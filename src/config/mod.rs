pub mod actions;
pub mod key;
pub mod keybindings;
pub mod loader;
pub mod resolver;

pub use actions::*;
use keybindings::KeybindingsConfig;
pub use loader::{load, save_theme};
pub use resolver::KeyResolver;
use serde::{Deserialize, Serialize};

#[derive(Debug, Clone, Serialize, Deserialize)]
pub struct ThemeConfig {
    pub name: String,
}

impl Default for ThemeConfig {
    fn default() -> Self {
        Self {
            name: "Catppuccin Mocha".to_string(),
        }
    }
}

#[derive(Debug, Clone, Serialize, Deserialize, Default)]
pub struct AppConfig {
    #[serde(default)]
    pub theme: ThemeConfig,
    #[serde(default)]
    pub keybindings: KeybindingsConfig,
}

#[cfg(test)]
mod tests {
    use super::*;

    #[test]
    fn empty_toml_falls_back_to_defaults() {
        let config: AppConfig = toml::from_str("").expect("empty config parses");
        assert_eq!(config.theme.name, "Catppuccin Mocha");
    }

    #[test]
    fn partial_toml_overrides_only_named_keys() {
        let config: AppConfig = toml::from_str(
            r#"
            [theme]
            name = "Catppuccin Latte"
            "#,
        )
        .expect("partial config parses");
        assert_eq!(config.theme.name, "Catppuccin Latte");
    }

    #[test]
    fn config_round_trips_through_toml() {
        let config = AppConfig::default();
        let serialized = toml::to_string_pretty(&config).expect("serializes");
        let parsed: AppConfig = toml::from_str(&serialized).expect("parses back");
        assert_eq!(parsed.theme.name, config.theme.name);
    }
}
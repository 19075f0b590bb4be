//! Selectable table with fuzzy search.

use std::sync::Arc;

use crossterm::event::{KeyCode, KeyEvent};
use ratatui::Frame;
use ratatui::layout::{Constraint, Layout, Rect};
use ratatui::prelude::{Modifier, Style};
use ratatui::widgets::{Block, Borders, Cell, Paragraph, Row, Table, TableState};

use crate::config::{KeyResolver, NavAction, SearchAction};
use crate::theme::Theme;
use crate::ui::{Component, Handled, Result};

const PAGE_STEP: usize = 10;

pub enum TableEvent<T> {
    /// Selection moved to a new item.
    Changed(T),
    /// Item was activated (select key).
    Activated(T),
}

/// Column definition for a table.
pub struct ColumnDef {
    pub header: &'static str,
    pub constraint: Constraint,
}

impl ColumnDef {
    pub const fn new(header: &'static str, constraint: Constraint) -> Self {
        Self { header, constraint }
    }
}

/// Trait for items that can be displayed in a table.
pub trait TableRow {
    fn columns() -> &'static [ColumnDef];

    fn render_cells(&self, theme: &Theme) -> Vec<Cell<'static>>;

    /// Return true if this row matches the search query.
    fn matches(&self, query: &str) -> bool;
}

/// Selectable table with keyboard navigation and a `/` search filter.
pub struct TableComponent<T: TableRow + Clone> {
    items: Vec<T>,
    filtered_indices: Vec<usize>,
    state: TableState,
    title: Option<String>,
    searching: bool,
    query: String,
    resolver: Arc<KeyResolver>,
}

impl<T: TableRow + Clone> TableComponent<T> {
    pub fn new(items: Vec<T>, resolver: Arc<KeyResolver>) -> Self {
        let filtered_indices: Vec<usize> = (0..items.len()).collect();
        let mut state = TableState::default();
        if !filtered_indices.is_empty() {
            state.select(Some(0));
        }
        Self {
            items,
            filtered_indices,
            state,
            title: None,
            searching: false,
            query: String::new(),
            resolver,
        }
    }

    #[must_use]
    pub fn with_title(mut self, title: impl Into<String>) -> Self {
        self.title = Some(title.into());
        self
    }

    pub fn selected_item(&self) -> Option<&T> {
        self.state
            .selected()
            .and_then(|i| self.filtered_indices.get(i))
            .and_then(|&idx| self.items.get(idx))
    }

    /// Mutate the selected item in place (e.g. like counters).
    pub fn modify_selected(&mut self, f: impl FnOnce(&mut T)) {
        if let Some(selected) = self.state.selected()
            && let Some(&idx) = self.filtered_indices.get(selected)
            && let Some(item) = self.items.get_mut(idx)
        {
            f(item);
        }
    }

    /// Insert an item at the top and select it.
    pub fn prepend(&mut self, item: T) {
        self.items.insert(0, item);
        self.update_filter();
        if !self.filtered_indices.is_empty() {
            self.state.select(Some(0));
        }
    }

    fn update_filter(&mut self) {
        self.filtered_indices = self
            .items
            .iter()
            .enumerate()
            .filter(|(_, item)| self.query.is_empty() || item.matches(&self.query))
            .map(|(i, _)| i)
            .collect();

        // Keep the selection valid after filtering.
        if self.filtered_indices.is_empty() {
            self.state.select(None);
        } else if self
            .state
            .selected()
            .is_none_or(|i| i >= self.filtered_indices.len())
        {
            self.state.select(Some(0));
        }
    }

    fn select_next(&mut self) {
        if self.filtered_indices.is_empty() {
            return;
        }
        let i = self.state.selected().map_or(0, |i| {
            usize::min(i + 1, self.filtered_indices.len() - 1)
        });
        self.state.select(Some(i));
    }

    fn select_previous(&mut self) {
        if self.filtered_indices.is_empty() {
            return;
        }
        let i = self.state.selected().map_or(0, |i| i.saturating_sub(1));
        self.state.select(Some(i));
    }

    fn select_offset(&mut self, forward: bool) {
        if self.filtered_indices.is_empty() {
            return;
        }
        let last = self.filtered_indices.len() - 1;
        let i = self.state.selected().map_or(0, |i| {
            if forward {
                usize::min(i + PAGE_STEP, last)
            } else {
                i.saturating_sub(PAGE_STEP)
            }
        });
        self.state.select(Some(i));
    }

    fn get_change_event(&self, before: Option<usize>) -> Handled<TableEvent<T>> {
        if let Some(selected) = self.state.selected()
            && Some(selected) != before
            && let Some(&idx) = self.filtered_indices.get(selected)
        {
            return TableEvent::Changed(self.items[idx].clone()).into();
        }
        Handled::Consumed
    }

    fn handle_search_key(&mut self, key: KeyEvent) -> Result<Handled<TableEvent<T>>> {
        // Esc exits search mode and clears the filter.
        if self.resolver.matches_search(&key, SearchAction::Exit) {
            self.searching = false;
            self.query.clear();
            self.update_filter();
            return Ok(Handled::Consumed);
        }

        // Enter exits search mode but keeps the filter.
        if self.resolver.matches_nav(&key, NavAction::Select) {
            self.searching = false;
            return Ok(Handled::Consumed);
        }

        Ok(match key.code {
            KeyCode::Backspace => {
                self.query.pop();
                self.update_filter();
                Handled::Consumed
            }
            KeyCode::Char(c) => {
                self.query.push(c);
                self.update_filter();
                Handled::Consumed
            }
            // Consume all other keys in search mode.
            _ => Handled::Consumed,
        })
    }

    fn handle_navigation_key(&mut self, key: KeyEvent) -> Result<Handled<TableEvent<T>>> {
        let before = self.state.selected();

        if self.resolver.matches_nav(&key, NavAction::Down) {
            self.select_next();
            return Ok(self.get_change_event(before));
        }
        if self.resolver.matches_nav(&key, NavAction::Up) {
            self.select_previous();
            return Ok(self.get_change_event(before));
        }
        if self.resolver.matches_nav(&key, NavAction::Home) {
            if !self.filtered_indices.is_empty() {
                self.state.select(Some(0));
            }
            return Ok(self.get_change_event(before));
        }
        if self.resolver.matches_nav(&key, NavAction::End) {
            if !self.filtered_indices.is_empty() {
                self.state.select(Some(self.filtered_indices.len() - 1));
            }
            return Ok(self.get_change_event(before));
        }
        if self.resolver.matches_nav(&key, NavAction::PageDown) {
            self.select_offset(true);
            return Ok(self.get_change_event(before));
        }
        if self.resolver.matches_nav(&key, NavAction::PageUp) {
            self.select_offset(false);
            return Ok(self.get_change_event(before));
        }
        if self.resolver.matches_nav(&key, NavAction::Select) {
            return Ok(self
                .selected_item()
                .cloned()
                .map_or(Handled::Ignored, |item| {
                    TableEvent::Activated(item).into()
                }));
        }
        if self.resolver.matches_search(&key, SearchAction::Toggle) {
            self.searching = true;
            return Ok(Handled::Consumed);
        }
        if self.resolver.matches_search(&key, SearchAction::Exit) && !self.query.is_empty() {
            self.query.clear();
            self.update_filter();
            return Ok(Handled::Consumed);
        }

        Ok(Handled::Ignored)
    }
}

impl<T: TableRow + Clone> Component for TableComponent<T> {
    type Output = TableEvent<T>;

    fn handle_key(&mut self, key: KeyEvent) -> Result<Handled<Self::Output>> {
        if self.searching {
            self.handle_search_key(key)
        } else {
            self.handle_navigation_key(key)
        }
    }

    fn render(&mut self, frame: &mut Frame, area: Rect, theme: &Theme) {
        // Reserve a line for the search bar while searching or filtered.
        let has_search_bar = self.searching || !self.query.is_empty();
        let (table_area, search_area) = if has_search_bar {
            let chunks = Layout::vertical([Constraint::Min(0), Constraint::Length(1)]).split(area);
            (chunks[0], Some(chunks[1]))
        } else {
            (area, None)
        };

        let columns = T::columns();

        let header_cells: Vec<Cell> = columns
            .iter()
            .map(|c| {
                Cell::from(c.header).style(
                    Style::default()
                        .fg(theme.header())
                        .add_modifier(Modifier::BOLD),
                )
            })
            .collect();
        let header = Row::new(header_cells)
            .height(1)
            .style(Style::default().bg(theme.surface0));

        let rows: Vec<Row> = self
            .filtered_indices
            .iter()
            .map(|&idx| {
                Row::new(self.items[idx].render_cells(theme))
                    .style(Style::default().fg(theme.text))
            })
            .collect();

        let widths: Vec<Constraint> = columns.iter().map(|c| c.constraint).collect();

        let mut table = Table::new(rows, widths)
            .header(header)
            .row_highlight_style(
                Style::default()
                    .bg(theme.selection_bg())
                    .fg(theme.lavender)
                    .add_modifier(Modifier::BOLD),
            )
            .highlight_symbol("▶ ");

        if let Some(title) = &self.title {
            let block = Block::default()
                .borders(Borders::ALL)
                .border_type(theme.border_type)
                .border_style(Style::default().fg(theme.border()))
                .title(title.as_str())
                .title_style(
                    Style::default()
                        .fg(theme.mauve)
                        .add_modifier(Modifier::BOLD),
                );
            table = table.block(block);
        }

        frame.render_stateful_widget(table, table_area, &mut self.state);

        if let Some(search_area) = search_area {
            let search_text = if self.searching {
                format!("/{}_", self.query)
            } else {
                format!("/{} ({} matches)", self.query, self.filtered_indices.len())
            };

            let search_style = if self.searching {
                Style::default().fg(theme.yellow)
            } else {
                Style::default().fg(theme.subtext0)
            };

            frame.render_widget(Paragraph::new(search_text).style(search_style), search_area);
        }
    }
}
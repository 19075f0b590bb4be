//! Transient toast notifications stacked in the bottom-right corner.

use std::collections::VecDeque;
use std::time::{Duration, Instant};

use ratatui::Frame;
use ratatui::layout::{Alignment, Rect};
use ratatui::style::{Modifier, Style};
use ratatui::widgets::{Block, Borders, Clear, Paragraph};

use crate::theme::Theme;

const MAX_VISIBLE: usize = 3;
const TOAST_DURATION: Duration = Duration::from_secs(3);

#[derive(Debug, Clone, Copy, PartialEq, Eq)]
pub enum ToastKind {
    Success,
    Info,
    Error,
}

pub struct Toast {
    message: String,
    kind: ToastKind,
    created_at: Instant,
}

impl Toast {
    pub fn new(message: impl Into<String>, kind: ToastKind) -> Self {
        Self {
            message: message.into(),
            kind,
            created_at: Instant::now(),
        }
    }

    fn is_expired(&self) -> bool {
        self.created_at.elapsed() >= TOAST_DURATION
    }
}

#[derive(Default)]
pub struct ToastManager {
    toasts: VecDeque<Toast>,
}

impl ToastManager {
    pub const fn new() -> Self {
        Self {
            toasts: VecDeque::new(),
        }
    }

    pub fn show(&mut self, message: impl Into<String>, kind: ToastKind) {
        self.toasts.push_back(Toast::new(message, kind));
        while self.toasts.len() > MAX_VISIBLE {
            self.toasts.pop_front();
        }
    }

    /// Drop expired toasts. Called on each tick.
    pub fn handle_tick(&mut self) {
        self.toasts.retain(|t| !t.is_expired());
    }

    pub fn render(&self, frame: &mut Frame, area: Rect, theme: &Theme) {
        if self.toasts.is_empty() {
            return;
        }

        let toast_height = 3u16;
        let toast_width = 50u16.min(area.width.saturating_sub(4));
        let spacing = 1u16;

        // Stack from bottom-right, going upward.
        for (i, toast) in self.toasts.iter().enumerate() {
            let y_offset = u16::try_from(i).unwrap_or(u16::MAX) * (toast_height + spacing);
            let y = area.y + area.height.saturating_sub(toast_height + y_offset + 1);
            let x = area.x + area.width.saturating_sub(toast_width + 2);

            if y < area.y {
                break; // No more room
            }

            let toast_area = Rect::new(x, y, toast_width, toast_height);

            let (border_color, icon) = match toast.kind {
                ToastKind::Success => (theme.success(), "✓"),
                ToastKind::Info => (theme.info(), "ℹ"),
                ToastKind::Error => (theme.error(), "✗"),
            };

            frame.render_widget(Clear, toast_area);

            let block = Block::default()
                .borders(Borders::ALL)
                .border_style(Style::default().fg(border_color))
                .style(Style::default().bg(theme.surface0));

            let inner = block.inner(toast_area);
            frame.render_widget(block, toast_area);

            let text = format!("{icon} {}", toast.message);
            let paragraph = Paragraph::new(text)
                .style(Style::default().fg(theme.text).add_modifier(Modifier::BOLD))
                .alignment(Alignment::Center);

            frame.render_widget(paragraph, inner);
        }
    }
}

━━━━━━━━

Would you print exactly the lines from the first line of the entries above through the line that has "#[derive(Debug, Clone, Serialize, Deserialize)]", both included, and stop there?

— Reply —
filename src/config/mod.rs
pub mod actions;
pub mod key;
pub mod keybindings;
pub mod loader;
pub mod resolver;

pub use actions::*;
use keybindings::KeybindingsConfig;
pub use loader::{load, save_theme};
pub use resolver::KeyResolver;
use serde::{Deserialize, Serialize};

#[derive(Debug, Clone, Serialize, Deserialize)]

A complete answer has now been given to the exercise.